Task prompt
Begin at the line containing "repository 951275aec509fe53" in the data below and go on through the line containing "pub fn from_config(config: &Config)", repeating each line exactly; include both ends and no other line.

Material provided
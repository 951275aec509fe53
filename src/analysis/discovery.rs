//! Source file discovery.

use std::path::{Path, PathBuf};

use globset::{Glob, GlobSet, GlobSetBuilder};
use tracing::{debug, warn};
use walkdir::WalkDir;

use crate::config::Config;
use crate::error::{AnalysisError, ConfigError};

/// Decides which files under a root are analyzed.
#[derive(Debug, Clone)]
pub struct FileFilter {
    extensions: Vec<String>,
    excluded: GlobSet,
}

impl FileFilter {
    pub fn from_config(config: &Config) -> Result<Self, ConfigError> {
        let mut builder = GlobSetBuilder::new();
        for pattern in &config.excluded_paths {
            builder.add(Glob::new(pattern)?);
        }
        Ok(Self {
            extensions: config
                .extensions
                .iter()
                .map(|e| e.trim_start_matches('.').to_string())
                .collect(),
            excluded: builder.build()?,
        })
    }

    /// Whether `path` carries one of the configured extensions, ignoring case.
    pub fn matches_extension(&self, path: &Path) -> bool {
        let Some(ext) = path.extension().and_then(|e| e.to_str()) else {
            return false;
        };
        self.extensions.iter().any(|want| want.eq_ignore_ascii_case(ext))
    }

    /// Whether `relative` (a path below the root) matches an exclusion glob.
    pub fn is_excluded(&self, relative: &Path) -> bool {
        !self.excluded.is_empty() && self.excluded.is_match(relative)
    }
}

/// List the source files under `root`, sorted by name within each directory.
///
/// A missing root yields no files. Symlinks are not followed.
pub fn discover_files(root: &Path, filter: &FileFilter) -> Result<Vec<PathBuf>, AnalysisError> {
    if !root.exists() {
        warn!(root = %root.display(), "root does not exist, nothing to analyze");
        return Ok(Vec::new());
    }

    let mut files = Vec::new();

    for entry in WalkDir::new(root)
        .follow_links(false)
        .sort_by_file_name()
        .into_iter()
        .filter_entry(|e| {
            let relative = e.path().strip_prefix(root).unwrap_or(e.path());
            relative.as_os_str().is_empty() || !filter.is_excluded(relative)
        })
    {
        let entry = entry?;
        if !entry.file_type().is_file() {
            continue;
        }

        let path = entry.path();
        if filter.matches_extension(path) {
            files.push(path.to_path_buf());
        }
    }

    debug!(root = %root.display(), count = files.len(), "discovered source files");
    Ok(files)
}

...

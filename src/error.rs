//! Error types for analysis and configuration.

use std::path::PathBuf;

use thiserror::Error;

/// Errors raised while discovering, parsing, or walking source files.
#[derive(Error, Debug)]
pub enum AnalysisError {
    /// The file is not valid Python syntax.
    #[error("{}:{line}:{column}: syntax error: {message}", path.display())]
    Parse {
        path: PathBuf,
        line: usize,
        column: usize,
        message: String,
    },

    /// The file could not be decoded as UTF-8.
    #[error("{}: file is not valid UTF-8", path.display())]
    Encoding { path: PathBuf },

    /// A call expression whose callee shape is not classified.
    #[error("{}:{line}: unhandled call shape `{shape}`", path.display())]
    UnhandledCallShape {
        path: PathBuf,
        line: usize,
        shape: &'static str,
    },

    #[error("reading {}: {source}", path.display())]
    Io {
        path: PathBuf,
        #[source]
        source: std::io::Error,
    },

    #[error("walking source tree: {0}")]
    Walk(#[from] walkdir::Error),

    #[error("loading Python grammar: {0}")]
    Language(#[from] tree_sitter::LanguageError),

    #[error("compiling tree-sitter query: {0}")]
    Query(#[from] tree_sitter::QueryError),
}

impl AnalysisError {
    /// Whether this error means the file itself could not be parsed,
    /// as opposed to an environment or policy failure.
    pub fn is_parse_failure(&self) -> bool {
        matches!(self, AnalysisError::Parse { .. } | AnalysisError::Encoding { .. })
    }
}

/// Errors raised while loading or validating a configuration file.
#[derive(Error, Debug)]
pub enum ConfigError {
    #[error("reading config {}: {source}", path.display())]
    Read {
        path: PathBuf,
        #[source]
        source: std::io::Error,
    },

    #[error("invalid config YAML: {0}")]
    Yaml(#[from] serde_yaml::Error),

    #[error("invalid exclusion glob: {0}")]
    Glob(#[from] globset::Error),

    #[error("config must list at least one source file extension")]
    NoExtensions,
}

Finished exercise
repository 951275aec509fe53
filename src/analysis/discovery.rs
//! Source file discovery.

use std::path::{Path, PathBuf};

use globset::{Glob, GlobSet, GlobSetBuilder};
use tracing::{debug, warn};
use walkdir::WalkDir;

use crate::config::Config;
use crate::error::{AnalysisError, ConfigError};

/// Decides which files under a root are analyzed.
#[derive(Debug, Clone)]
pub struct FileFilter {
    extensions: Vec<String>,
    excluded: GlobSet,
}

impl FileFilter {
    pub fn from_config(config: &Config) -> Result<Self, ConfigError> {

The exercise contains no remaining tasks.